* [TASK REQUIREMENTS] Below are the entries. Transcribe exactly the lines from the one with "let pipeline = match" through the one with "pub const ACCEPT_ERRORS: &str", ends included, and leave out all others.

Start of PROVIDED INFORMATION

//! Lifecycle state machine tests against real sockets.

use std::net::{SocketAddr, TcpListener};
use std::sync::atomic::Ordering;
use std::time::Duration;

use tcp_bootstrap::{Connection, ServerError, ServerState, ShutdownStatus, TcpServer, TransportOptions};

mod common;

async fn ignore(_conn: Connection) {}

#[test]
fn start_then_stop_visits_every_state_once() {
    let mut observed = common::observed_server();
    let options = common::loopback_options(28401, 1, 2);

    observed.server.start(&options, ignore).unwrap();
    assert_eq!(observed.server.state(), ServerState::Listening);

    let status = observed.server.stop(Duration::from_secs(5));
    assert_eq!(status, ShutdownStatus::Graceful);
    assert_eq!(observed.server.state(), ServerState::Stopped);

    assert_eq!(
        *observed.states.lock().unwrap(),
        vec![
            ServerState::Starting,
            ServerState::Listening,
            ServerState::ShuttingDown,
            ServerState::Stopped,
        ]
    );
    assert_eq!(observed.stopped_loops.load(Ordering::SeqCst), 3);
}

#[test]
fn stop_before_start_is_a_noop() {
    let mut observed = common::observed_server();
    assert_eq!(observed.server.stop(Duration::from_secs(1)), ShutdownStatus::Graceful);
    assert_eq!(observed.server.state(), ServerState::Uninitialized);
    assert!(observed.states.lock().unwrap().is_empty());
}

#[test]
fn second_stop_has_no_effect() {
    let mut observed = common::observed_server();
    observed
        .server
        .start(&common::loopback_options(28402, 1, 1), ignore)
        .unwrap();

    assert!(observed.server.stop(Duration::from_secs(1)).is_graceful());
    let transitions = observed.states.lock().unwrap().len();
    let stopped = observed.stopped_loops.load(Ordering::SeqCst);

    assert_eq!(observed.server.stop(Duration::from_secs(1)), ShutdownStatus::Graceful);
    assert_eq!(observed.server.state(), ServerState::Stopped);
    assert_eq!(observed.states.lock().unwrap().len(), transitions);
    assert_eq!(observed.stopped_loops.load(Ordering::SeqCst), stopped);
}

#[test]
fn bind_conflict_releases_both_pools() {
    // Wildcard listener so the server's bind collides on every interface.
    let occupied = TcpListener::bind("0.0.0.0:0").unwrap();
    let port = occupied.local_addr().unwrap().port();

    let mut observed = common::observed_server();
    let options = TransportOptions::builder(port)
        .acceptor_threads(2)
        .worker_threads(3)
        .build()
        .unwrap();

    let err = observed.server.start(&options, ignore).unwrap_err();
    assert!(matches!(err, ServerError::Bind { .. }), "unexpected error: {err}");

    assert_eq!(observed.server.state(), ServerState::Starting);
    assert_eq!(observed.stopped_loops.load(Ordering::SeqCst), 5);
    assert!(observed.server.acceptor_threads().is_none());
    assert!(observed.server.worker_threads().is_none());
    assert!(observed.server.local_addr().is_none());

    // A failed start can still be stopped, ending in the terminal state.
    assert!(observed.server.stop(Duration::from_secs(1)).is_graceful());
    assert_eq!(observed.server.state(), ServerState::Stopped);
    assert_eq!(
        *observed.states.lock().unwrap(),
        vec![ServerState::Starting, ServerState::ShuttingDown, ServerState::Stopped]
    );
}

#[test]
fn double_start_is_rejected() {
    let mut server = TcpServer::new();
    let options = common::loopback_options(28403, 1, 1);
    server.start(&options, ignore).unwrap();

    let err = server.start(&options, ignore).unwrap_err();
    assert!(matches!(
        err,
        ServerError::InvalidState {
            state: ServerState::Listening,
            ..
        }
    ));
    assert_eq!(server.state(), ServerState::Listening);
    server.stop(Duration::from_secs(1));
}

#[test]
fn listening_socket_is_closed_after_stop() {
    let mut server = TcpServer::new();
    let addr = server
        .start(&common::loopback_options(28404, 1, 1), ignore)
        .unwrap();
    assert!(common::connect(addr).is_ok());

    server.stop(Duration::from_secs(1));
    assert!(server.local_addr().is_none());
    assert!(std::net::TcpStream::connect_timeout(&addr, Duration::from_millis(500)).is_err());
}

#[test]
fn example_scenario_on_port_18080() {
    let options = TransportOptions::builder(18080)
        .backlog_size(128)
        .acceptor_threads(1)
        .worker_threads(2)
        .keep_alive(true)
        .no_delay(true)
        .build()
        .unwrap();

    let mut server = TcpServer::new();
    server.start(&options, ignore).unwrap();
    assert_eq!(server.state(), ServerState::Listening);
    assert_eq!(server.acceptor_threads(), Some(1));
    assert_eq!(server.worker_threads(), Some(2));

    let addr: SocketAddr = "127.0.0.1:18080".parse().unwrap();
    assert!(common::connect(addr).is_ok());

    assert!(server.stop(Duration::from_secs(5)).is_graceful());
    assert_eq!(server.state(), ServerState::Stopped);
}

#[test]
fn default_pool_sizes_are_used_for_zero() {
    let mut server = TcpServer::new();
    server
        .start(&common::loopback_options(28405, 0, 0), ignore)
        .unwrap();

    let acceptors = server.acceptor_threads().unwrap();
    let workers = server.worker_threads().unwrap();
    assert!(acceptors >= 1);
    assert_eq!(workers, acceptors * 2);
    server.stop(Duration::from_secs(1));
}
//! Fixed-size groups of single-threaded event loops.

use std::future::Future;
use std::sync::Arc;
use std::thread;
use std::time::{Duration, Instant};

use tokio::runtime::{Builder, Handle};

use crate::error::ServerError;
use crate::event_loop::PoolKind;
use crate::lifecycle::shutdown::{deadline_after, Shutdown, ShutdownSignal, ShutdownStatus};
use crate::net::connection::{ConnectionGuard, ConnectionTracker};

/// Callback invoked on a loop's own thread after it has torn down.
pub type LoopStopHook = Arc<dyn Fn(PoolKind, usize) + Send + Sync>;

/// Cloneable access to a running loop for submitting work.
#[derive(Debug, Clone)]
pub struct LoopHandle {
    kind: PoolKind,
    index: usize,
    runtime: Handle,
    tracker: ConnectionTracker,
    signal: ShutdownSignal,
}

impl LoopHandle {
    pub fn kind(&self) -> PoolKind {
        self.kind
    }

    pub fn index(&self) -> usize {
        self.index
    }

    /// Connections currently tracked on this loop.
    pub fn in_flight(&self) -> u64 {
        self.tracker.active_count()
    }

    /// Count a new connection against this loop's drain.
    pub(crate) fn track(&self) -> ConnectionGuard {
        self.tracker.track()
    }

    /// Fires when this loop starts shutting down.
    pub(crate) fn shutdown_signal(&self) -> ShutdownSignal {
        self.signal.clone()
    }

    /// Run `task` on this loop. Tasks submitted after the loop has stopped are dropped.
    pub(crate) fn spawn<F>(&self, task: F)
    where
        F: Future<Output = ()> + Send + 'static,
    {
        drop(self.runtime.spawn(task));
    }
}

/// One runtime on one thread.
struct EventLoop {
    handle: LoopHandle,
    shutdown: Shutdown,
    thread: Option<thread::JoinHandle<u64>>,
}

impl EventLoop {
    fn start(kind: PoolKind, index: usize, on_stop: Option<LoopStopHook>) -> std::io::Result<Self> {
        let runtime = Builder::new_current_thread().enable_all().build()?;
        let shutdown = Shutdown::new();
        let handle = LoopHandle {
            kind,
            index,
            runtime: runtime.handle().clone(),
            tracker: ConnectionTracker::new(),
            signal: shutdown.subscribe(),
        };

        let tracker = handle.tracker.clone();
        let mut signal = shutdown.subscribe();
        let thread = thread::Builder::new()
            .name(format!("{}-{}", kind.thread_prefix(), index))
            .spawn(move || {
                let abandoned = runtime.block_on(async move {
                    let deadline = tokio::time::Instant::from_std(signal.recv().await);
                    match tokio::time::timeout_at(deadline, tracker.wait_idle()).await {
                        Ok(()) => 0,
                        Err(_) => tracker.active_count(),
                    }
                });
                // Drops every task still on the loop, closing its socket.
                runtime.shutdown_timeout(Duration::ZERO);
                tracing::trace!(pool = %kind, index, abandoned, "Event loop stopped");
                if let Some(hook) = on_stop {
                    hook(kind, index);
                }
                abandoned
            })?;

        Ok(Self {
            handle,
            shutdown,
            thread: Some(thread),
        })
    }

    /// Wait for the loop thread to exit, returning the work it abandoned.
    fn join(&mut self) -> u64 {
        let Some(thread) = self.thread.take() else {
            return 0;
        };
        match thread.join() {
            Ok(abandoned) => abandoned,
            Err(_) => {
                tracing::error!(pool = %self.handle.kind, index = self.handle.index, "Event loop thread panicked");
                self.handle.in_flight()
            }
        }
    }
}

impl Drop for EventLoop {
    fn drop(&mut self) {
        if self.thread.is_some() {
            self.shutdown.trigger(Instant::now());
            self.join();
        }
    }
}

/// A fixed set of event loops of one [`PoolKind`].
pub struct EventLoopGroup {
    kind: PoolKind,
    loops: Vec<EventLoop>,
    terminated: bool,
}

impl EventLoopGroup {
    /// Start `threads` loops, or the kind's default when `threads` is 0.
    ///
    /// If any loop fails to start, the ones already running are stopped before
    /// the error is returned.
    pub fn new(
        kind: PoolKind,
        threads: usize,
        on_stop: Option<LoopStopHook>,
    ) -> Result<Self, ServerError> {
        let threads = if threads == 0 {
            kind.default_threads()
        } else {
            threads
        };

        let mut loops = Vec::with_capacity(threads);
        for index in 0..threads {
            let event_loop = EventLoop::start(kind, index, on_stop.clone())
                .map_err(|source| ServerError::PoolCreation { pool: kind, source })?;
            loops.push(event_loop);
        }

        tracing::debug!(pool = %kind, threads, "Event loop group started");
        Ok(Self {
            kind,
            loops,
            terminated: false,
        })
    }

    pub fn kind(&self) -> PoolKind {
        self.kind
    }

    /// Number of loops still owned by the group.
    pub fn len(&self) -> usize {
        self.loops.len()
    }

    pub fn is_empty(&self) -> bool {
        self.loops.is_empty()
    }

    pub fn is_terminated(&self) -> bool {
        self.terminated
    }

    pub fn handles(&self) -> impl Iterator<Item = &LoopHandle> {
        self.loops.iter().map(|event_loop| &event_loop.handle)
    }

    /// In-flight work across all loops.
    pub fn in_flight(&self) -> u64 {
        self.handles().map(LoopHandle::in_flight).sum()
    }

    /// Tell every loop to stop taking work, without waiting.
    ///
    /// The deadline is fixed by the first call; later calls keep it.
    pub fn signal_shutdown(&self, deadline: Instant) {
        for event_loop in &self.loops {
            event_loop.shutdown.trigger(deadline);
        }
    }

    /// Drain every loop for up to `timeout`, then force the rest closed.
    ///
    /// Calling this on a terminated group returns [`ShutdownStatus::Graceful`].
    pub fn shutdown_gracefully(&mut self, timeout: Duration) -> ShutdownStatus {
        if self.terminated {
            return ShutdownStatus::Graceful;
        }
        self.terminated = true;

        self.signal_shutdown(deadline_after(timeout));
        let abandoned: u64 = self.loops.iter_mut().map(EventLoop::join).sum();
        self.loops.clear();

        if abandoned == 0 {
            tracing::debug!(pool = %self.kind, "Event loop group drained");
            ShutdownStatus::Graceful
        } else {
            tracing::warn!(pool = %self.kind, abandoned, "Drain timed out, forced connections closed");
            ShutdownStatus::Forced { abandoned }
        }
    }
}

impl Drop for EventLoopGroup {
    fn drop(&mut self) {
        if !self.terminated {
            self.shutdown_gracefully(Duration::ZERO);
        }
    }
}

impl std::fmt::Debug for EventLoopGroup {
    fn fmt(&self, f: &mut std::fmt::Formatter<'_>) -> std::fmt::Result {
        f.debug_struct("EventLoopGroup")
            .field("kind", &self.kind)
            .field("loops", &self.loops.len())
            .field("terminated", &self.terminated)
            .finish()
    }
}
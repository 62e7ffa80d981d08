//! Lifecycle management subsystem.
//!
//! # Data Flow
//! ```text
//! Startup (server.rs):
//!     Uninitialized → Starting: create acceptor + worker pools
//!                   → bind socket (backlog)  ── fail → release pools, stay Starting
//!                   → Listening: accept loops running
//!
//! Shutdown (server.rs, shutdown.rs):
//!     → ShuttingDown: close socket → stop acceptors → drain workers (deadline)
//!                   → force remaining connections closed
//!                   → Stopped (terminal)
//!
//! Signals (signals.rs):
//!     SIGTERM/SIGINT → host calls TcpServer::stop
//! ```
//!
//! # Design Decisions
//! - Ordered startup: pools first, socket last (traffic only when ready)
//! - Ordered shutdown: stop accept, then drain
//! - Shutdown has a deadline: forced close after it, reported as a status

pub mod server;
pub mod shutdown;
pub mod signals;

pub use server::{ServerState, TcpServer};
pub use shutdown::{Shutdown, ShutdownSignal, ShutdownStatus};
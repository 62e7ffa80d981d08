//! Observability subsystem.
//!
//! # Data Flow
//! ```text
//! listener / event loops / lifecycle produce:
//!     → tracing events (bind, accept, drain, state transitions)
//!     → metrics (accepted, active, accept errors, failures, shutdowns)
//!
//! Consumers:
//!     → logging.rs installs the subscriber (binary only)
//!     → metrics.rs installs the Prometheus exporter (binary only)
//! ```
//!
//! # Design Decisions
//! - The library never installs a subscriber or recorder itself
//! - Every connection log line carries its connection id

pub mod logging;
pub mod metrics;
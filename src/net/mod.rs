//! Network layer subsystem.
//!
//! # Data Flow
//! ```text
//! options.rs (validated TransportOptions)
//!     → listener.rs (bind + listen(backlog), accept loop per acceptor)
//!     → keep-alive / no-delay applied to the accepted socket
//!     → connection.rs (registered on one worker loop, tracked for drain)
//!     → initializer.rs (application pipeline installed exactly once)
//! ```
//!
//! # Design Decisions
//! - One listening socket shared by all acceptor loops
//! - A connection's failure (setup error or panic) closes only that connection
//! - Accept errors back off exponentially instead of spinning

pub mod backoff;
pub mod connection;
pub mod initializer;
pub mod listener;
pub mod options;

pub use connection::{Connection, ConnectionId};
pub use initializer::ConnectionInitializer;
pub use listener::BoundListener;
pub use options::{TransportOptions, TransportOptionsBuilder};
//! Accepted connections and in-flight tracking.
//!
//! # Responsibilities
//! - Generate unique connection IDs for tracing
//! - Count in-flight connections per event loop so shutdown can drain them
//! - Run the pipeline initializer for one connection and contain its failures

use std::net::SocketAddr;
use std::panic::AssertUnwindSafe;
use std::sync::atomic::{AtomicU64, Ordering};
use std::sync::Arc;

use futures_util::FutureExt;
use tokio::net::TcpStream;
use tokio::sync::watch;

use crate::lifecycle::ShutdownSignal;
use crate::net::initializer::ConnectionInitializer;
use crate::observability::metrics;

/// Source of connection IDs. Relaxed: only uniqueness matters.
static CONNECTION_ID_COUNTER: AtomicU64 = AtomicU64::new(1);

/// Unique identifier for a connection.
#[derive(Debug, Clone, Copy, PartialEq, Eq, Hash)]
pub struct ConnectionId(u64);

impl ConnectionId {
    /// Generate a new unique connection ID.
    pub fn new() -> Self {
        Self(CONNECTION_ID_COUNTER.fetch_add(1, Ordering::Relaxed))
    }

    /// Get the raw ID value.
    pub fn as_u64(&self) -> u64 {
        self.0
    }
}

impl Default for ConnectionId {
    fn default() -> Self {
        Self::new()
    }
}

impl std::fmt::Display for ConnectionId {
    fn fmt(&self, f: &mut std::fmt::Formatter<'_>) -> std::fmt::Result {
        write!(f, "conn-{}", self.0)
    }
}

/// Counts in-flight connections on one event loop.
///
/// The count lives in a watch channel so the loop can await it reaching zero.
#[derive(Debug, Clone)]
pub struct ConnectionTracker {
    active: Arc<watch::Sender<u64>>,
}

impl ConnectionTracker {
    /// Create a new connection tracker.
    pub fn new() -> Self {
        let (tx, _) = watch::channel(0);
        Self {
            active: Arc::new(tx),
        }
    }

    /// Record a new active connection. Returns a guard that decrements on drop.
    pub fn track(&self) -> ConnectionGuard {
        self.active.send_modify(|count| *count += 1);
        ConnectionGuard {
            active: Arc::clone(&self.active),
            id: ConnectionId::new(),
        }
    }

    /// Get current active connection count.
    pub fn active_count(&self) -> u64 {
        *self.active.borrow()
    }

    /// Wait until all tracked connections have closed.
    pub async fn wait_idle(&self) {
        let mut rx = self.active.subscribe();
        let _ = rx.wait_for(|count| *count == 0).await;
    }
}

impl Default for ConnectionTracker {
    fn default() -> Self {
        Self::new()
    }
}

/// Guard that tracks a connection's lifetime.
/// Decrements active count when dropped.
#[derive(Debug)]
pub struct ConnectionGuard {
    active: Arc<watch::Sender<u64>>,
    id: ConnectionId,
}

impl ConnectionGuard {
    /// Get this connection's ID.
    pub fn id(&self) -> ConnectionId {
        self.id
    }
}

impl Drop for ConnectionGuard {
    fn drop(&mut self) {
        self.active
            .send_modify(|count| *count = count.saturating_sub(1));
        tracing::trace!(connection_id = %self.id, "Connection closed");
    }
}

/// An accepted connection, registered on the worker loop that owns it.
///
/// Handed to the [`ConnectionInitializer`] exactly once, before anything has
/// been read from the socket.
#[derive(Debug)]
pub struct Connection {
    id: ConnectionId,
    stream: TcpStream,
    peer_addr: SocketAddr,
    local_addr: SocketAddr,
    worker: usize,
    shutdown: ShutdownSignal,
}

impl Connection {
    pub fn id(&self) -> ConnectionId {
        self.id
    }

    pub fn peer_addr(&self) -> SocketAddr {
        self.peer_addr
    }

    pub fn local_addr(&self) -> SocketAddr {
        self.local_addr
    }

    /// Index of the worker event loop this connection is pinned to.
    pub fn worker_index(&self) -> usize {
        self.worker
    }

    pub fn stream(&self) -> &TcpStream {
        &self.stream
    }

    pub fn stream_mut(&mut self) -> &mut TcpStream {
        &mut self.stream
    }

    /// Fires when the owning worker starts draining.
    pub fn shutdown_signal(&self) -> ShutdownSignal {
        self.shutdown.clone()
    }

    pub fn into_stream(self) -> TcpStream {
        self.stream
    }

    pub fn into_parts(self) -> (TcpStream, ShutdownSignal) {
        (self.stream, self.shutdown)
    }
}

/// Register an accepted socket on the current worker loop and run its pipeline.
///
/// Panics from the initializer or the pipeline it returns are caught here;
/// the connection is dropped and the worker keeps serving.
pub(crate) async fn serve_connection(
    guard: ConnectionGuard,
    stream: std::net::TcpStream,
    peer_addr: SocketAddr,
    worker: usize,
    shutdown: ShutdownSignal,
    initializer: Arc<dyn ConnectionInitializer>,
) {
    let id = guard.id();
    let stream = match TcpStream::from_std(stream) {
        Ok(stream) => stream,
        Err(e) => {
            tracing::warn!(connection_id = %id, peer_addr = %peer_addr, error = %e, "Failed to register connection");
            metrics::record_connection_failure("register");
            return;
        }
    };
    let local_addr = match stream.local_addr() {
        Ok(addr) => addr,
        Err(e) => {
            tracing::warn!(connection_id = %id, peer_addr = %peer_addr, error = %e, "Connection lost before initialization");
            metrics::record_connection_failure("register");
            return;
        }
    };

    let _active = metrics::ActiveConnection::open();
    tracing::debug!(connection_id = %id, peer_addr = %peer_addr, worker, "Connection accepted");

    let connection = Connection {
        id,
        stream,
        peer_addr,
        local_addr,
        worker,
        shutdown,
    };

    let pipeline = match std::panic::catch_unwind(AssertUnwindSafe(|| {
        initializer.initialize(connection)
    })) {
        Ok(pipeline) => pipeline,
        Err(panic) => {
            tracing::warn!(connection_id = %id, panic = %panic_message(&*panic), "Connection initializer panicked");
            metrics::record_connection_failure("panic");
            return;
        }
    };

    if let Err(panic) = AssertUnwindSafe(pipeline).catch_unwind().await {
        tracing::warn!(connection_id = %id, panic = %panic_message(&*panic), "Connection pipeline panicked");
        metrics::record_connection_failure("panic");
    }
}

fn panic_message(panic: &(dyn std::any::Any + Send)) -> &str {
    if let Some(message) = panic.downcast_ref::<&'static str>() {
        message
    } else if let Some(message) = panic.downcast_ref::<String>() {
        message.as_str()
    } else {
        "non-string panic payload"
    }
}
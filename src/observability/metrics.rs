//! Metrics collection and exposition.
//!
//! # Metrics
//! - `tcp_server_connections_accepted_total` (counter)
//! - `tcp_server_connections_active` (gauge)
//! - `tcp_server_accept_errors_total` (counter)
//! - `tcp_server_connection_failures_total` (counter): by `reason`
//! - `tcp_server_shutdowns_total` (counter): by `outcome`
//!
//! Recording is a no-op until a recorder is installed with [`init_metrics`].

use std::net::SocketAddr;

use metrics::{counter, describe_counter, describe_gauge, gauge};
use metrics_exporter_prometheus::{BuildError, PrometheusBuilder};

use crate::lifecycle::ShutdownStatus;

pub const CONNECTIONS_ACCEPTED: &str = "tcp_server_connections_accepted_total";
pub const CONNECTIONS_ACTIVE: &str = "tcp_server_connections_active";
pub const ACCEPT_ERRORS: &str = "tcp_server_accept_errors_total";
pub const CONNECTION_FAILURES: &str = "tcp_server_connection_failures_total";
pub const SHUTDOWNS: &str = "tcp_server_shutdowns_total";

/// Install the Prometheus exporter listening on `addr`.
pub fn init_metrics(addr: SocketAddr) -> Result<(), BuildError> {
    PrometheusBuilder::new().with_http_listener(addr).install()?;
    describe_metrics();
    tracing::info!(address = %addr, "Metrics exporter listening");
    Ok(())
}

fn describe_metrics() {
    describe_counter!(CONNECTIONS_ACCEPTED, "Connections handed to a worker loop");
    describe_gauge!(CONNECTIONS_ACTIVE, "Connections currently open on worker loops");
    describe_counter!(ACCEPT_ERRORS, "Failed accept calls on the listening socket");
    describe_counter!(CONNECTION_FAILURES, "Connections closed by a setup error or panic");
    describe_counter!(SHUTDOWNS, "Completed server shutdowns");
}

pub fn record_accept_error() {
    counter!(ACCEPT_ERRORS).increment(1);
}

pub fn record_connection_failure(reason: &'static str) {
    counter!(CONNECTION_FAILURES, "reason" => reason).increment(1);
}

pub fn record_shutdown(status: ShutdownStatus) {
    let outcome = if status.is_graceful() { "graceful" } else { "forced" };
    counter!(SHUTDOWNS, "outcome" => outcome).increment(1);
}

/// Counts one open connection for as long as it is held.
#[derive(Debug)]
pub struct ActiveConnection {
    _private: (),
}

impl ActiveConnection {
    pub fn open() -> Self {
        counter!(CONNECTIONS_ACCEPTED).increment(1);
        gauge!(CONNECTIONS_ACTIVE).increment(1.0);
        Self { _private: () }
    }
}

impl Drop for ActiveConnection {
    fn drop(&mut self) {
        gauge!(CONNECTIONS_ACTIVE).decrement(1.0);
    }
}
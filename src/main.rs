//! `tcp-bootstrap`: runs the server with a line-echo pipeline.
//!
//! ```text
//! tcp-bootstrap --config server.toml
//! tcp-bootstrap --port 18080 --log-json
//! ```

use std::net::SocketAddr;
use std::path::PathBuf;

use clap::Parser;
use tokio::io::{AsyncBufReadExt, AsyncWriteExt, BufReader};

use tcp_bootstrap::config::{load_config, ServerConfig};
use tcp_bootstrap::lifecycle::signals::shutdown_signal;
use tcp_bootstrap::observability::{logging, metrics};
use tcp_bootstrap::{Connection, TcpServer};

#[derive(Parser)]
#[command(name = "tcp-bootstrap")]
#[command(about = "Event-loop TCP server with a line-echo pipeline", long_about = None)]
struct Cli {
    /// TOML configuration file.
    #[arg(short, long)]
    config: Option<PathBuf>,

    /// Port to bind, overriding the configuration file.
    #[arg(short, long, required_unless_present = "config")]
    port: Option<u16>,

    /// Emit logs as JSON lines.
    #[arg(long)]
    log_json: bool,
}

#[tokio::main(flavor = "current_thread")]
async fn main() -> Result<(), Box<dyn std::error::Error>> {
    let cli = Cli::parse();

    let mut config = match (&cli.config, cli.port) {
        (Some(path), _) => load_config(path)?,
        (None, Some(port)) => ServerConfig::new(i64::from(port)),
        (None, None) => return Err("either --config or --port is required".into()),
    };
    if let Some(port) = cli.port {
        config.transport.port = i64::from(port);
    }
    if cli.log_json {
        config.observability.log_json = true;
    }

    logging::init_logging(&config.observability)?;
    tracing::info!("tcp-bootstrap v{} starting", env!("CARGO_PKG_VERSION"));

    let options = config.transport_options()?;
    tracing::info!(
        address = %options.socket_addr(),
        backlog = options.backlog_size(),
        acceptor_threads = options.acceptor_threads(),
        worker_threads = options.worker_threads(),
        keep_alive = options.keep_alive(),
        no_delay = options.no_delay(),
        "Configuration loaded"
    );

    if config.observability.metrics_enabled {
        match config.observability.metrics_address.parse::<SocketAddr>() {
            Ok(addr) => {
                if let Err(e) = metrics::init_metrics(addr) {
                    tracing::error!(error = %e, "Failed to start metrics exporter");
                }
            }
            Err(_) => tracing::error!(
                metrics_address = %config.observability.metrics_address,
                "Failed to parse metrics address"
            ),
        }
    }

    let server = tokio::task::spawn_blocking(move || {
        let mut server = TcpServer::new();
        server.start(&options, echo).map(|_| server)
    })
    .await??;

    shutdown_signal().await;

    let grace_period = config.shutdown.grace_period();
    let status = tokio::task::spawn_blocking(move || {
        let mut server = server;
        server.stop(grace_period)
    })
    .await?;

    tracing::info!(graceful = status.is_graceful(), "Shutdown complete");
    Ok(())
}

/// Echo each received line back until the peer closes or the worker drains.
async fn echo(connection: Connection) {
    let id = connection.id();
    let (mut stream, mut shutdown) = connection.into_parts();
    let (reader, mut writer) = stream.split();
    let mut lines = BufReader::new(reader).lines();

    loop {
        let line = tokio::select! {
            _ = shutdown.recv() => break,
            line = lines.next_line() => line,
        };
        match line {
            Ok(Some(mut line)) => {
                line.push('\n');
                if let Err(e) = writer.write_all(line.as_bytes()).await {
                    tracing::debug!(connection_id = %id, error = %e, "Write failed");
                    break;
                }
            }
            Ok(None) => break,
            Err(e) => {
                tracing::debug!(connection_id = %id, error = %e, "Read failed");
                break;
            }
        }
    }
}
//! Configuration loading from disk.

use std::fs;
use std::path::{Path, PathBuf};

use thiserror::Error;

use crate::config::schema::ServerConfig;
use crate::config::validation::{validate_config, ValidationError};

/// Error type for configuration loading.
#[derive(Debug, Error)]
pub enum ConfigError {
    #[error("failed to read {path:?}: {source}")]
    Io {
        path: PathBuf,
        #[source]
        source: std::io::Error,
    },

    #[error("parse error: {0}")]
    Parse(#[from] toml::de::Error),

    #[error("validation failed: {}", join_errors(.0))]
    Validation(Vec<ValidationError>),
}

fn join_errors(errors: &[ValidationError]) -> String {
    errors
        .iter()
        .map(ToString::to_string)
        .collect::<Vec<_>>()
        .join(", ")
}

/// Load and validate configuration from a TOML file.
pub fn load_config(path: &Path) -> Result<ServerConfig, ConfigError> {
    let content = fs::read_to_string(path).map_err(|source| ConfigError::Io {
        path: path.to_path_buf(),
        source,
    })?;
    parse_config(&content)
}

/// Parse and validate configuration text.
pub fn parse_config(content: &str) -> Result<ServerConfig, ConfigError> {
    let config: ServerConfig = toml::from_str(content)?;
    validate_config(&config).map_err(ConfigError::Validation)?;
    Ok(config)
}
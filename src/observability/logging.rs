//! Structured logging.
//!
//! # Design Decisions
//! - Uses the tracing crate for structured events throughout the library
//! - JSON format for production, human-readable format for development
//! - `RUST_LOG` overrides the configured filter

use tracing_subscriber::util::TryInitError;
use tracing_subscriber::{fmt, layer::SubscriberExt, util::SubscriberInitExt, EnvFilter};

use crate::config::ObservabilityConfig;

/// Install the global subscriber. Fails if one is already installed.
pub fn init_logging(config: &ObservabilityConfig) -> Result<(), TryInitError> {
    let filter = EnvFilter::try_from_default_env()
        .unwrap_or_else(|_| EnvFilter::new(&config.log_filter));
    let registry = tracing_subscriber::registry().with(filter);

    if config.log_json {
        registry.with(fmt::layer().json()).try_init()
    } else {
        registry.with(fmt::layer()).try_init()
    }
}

End of PROVIDED INFORMATION

* [YOUR RESPONSE]
    let pipeline = match std::panic::catch_unwind(AssertUnwindSafe(|| {
        initializer.initialize(connection)
    })) {
        Ok(pipeline) => pipeline,
        Err(panic) => {
            tracing::warn!(connection_id = %id, panic = %panic_message(&*panic), "Connection initializer panicked");
            metrics::record_connection_failure("panic");
            return;
        }
    };

    if let Err(panic) = AssertUnwindSafe(pipeline).catch_unwind().await {
        tracing::warn!(connection_id = %id, panic = %panic_message(&*panic), "Connection pipeline panicked");
        metrics::record_connection_failure("panic");
    }
}

fn panic_message(panic: &(dyn std::any::Any + Send)) -> &str {
    if let Some(message) = panic.downcast_ref::<&'static str>() {
        message
    } else if let Some(message) = panic.downcast_ref::<String>() {
        message.as_str()
    } else {
        "non-string panic payload"
    }
}
filename src/observability/metrics.rs
//! Metrics collection and exposition.
//!
//! # Metrics
//! - `tcp_server_connections_accepted_total` (counter)
//! - `tcp_server_connections_active` (gauge)
//! - `tcp_server_accept_errors_total` (counter)
//! - `tcp_server_connection_failures_total` (counter): by `reason`
//! - `tcp_server_shutdowns_total` (counter): by `outcome`
//!
//! Recording is a no-op until a recorder is installed with [`init_metrics`].

use std::net::SocketAddr;

use metrics::{counter, describe_counter, describe_gauge, gauge};
use metrics_exporter_prometheus::{BuildError, PrometheusBuilder};

use crate::lifecycle::ShutdownStatus;

pub const CONNECTIONS_ACCEPTED: &str = "tcp_server_connections_accepted_total";
pub const CONNECTIONS_ACTIVE: &str = "tcp_server_connections_active";
pub const ACCEPT_ERRORS: &str = "tcp_server_accept_errors_total";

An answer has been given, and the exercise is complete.